Lors d’une apparition sur « Fox and Friends » de Fox News lundi soir, Ballard a déclaré que l’effort monolithique des médias pour relier l’histoire vraie d’un agent du Département américain de la sécurité intérieure qui a sauvé deux jeunes enfants de trafiquants d’êtres humains en Amérique du Sud est inexplicable.
« Je ne peux pas expliquer, et eux non plus. Chaque émission que j’ai vue, ils aiment juste lancer le mot » QAnon « », a-t-il déclaré. « Ils n’ont aucun lien avec l’histoire réelle. Il est très difficile d’établir ce lien lorsqu’il est basé sur une histoire vraie. »
Ballard, qui travaillait auparavant comme enquêteur pour le DHS, a réagi aux critiques de « Sound of Freedom » de Rolling Stone, The Guardian et d’autres médias, qui liaient l’intrigue du film à « QAnon ».
Dans un clip, Mike Rothschild de CNN a dit le film a été réalisé en réponse à une «panique morale», qui, selon lui, était basée sur «de fausses statistiques… et la peur».
Ballard a qualifié ces affirmations non seulement de sans fondement mais d’ignorance des faits.
« Je pense aux enfants qui sont vraiment représentés dans ce film. Je sais ce qui leur est arrivé. Ces enfants ont fait l’objet de vidéos de viol d’enfants. Ces enfants étaient vendus pour le sexe. Au total, vous voyez plus de 120 enfants sont sauvés .
« C’est embarrassant et franchement grotesque pour ce type qui ne sait rien de commencer à jeter des termes comme QAnon et à le relier à une histoire réelle », a-t-il dit, ajoutant que de telles réponses lui font se demander s’il y a un autre programme, car pourquoi faire ça ? «
Lors d’une apparition sur « Relatable » avec Allie Beth Stuckey, Ballard a déclaré que les journalistes étaient en grande partie incapables de dire ce qu’est réellement QAnon.

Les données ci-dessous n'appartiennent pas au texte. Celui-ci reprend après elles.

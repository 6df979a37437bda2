use {
  futures::future,
  libp2p::{core::UpgradeInfo, InboundUpgrade, OutboundUpgrade},
  parking_lot::RwLock,
  std::{convert::Infallible, iter, sync::Arc},
};

/// Protocol names accepted on inbound substreams.
///
/// The list is shared by all connection handlers, protocols registered
/// after a connection was established are negotiable on it right away.
#[derive(Debug, Clone, Default)]
pub struct InboundProtocols {
  names: Arc<RwLock<Vec<String>>>,
}

impl InboundProtocols {
  pub fn insert(&self, name: &str) {
    let mut names = self.names.write();
    if !names.iter().any(|n| n == name) {
      names.push(name.to_owned());
    }
  }
}

impl UpgradeInfo for InboundProtocols {
  type Info = String;
  type InfoIter = std::vec::IntoIter<String>;

  fn protocol_info(&self) -> Self::InfoIter {
    // unique libp2p protocol identifiers used when negotiating
    // common protocols between both endpoints.
    self.names.read().clone().into_iter()
  }
}

/// Invoked when a remote node opens a substream with us. The raw
/// substream is handed to the network together with the negotiated
/// protocol name, framing happens there.
impl<Socket: Send + 'static> InboundUpgrade<Socket> for InboundProtocols {
  type Error = Infallible;
  type Future = future::Ready<Result<Self::Output, Self::Error>>;
  type Output = (Socket, String);

  fn upgrade_inbound(self, socket: Socket, info: Self::Info) -> Self::Future {
    future::ok((socket, info))
  }
}

/// A single protocol requested for an outbound substream.
#[derive(Debug, Clone)]
pub struct OutboundProtocol {
  name: String,
}

impl OutboundProtocol {
  pub fn new(name: String) -> Self {
    Self { name }
  }
}

impl UpgradeInfo for OutboundProtocol {
  type Info = String;
  type InfoIter = iter::Once<String>;

  fn protocol_info(&self) -> Self::InfoIter {
    iter::once(self.name.clone())
  }
}

impl<Socket: Send + 'static> OutboundUpgrade<Socket> for OutboundProtocol {
  type Error = Infallible;
  type Future = future::Ready<Result<Self::Output, Self::Error>>;
  type Output = Socket;

  fn upgrade_outbound(self, socket: Socket, _: Self::Info) -> Self::Future {
    future::ok(socket)
  }
}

« Je ne sais même pas si l’un d’entre nous peut définir avec précision ce qu’est QAnon », a-t-il déclaré.
Pendant ce temps, a fait valoir Ballard, les médias semblent moins désireux de rendre compte du commerce mondial de la traite des êtres humains estimé à 150 milliards de dollars.

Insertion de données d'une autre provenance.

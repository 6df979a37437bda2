use {
  libp2p::Multiaddr,
  std::time::Duration,
  thiserror::Error,
};

#[derive(Debug, Error, PartialEq, Eq)]
pub enum Error {
  #[error("Invalid configuration: {0}")]
  Invalid(&'static str),
}

/// Network wide configuration shared by all notification protocols,
/// the peer set and the resource management layer.
#[derive(Debug, Clone)]
pub struct Config {
  /// Local network addresses this node will listen on for incoming
  /// connections. Only used by transports that listen on sockets.
  pub listen_addrs: Vec<Multiaddr>,

  /// Addresses of peers dialed on startup. Each address must end with
  /// a `/p2p/<peer id>` component, those peers are added to the peer
  /// set as regular (evictable) peers.
  pub bootnodes: Vec<Multiaddr>,

  /// Addresses of peers this node should always stay connected to.
  /// They are added to the peer set as reserved peers and never
  /// evicted to make room for other peers.
  pub persistent_peers: Vec<Multiaddr>,

  /// When set, only reserved peers are accepted and dialed.
  pub reserved_only: bool,

  /// Maximum number of slot occupying peers that connected to us.
  pub max_inbound: usize,

  /// Maximum number of slot occupying peers that we have dialed.
  pub max_outbound: usize,

  /// How often the peer set tries to fill free outbound slots with
  /// known but not connected peers.
  pub slot_alloc_interval: Duration,

  /// How long an outbound handshake waits for the remote handshake
  /// before the send attempt is considered failed.
  pub handshake_timeout: Duration,

  /// How long identical messages are ignored.
  ///
  /// This single value drives both sides of deduplication: messages
  /// that were already seen are not processed again when received, and
  /// messages already sent to a peer are not sent to it again. `None`
  /// turns deduplication off entirely.
  ///
  /// Note: Some higher level protocols might need to see duplicate
  /// values, they should be registered as non-deduplicable.
  pub dedupe_interval: Option<Duration>,

  /// Upper bound on the number of (peer, message) entries remembered
  /// by the outbound message cache.
  pub message_cache_capacity: usize,

  /// Upper bound on the number of message hashes remembered by
  /// the gossip engine.
  pub seen_cache_capacity: usize,

  /// Inbound streams with no activity for longer than this interval
  /// are closed. This is also the interval of the idle stream sweeper.
  pub stream_idle_interval: Duration,

  /// Sliding window used by the request spam limiter.
  pub spam_window: Duration,

  /// Maximum number of identical requests a peer may issue within
  /// [`Config::spam_window`].
  pub spam_max_requests: usize,

  /// Maximum number of peers tracked by the spam limiter.
  pub spam_max_peers: usize,

  /// Maximum number of distinct request hashes tracked per peer by
  /// the spam limiter.
  pub spam_max_hashes_per_peer: usize,

  /// Number of reusable stream buffers kept around.
  pub buffer_pool_size: usize,

  /// Number of messages collected by protocols with a batch handler
  /// before the batch is processed.
  pub batch_size: usize,

  /// How long a request-response exchange may take.
  pub request_timeout: Duration,

  /// This is a periodic event that triggers cache pruning and telemetry.
  pub maintenance_tick_interval: Duration,

  /// Maximum size of a message for protocols that do not specify
  /// their own limit.
  pub max_message_size: usize,
}

impl Config {
  /// Rejects configurations the network cannot operate with.
  ///
  /// Called when the network is instantiated, so malformed values fail
  /// at startup instead of misbehaving later.
  pub fn validate(&self) -> Result<(), Error> {
    if self.max_inbound == 0 && self.max_outbound == 0 && !self.reserved_only
    {
      return Err(Error::Invalid("no inbound nor outbound slots"));
    }

    if self.handshake_timeout.is_zero() {
      return Err(Error::Invalid("handshake timeout is zero"));
    }

    if self.request_timeout.is_zero() {
      return Err(Error::Invalid("request timeout is zero"));
    }

    if self.stream_idle_interval.is_zero()
      || self.slot_alloc_interval.is_zero()
      || self.maintenance_tick_interval.is_zero()
    {
      return Err(Error::Invalid("periodic interval is zero"));
    }

    if matches!(self.dedupe_interval, Some(ttl) if ttl.is_zero()) {
      return Err(Error::Invalid("dedupe interval is zero"));
    }

    if self.message_cache_capacity == 0
      || self.seen_cache_capacity == 0
      || self.spam_max_peers == 0
      || self.spam_max_hashes_per_peer == 0
    {
      return Err(Error::Invalid("cache capacity is zero"));
    }

    if self.spam_window.is_zero() || self.spam_max_requests == 0 {
      return Err(Error::Invalid("spam limiter window or limit is zero"));
    }

    if self.batch_size == 0 {
      return Err(Error::Invalid("batch size is zero"));
    }

    if self.max_message_size == 0 {
      return Err(Error::Invalid("max message size is zero"));
    }

    Ok(())
  }

  /// Total number of peers this node may hold slots for.
  pub fn max_peers(&self) -> usize {
    self.max_inbound + self.max_outbound
  }
}

impl Default for Config {
  fn default() -> Self {
    Self {
      listen_addrs: vec![
        "/ip4/0.0.0.0/tcp/30333".parse().unwrap(),
        "/ip6/::/tcp/30333".parse().unwrap(),
      ],
      bootnodes: vec![],
      persistent_peers: vec![],
      reserved_only: false,
      max_inbound: 25,
      max_outbound: 25,
      slot_alloc_interval: Duration::from_secs(2),
      handshake_timeout: Duration::from_secs(10),
      dedupe_interval: Some(Duration::from_secs(300)), // 5 minutes
      message_cache_capacity: 64 * 1024,
      seen_cache_capacity: 64 * 1024,
      stream_idle_interval: Duration::from_secs(60),
      spam_window: Duration::from_secs(10),
      spam_max_requests: 5,
      spam_max_peers: 1000,
      spam_max_hashes_per_peer: 100,
      buffer_pool_size: 128,
      batch_size: 100,
      request_timeout: Duration::from_secs(20),
      maintenance_tick_interval: Duration::from_secs(5),
      max_message_size: 16 * 1024 * 1024, // 16MB
    }
  }
}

Lorsqu’on lui a demandé pourquoi un vérificateur des faits du Washington Post n’était pas en mesure de corroborer l’affirmation de Ballard selon laquelle 10 000 enfants sont introduits clandestinement aux États-Unis chaque année, Ballard a répondu: « Vous vous moquez de moi? »
« Écoutez, les États-Unis, nous sommes le premier consommateur de vidéos de viol d’enfants dans le monde, d’accord, alors c’est ce que j’appelle ça l' »économie de la pédophilie » », a-t-il répondu. « Et maintenant, au cours des deux dernières années seulement, 85 000 mineurs non accompagnés se présentent à notre frontière sud. »
Il a expliqué que, selon les statistiques de la US Customs and Border Patrol, lorsque ces jeunes enfants – souvent âgés de moins de 3 ou 4 ans – se présentent à la frontière non accompagnés d’un adulte, le ministère de la Santé et des Services sociaux est tenu pour contacter leur parrain. Cette personne serait alors tenue de venir à la frontière et de récupérer physiquement l’enfant.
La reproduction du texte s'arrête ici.